ABOUT THIS TASK:
Below are entries. Pull out all lines containing "HeaderMap".

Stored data
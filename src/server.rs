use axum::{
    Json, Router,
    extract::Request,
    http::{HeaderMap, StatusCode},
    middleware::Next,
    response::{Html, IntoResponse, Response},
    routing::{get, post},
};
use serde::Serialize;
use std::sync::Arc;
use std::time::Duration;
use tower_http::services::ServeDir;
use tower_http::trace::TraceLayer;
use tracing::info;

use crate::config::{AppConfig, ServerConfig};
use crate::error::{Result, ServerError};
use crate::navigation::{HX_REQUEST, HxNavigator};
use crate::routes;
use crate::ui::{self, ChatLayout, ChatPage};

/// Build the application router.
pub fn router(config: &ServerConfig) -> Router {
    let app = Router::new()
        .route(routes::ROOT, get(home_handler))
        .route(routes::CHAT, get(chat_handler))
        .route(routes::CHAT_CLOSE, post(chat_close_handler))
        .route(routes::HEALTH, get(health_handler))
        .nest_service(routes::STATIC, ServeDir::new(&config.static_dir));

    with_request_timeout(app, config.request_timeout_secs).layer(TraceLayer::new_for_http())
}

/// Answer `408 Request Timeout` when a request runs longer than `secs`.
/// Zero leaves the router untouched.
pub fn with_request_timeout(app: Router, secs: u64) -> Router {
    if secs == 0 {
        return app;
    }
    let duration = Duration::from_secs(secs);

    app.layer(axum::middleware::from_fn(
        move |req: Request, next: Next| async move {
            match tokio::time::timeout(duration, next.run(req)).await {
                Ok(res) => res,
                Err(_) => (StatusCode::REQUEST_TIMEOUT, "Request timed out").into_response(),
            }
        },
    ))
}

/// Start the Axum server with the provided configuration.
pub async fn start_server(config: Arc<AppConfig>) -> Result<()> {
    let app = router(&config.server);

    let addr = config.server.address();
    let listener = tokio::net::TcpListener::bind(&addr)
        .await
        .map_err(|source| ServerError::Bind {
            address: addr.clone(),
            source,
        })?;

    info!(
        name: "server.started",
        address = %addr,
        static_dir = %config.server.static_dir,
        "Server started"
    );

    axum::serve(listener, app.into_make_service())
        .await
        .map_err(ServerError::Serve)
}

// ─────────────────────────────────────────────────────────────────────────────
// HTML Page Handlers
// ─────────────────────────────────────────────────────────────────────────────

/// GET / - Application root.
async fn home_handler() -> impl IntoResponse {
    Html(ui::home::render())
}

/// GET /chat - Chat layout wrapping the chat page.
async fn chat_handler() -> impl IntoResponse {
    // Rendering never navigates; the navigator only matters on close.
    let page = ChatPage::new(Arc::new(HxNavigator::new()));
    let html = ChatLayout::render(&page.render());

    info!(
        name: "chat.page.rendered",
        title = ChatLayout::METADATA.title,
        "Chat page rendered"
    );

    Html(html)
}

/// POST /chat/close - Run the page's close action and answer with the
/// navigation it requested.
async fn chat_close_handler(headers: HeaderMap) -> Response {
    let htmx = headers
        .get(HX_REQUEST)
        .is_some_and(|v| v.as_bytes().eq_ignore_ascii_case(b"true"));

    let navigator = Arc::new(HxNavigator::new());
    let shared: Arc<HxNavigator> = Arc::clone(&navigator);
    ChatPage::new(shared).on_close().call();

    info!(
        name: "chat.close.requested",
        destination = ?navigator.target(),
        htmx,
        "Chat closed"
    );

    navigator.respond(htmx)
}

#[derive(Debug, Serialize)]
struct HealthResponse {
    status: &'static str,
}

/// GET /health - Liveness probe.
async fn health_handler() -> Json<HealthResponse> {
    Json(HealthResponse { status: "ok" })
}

* * *

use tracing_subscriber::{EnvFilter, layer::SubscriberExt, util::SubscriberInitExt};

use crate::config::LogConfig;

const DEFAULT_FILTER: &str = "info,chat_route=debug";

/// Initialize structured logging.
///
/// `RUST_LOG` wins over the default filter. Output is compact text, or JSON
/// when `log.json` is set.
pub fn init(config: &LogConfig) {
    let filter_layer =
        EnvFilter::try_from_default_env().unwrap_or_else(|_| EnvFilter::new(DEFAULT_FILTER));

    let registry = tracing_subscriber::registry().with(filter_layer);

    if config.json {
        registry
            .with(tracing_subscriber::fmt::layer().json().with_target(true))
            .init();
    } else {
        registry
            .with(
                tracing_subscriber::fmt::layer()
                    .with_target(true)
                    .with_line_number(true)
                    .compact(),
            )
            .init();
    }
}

==

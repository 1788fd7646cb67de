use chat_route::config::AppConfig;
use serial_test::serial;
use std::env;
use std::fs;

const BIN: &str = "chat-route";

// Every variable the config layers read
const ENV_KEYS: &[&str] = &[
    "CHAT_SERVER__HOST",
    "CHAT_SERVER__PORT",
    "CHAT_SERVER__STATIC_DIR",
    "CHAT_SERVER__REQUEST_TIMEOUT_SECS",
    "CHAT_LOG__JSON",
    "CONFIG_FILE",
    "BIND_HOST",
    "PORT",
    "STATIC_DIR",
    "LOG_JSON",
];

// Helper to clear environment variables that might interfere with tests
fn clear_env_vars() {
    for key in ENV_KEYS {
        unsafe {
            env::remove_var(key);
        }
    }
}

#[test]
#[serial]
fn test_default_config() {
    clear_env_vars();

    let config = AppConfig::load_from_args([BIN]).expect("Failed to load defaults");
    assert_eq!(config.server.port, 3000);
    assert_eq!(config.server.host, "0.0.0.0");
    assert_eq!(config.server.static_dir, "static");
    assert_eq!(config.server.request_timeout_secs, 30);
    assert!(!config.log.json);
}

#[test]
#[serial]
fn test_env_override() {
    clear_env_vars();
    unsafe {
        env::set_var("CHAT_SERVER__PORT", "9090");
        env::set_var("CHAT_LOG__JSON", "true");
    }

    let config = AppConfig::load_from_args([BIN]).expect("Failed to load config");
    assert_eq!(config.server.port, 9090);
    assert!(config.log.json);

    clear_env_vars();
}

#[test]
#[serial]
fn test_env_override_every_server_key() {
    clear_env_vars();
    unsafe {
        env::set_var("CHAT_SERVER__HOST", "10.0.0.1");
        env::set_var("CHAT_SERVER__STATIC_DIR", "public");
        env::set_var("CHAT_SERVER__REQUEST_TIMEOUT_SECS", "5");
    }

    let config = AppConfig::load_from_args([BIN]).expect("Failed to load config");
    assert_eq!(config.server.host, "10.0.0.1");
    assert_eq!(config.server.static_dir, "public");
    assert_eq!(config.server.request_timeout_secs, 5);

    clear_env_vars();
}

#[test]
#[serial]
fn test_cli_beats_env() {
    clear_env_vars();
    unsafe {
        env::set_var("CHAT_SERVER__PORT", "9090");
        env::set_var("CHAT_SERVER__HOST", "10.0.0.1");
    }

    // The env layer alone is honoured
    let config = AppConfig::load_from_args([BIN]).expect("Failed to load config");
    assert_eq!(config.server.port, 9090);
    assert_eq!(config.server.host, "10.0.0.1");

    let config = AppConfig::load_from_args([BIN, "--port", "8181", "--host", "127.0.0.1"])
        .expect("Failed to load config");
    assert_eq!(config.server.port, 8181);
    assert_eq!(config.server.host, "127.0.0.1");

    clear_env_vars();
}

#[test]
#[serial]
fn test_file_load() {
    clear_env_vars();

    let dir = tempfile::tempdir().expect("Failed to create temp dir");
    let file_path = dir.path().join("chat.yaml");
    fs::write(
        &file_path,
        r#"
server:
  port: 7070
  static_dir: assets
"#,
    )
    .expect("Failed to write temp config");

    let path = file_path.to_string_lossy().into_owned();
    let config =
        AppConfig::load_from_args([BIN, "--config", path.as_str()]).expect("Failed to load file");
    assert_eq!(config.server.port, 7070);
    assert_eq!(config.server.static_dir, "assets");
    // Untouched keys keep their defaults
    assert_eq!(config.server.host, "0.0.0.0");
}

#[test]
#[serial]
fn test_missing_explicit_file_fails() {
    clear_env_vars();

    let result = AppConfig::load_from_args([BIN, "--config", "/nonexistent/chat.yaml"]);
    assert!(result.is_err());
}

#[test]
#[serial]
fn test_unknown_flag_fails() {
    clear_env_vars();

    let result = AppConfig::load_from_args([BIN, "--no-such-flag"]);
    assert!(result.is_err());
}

WRITTEN SOLUTION:
    http::{HeaderMap, StatusCode},
async fn chat_close_handler(headers: HeaderMap) -> Response {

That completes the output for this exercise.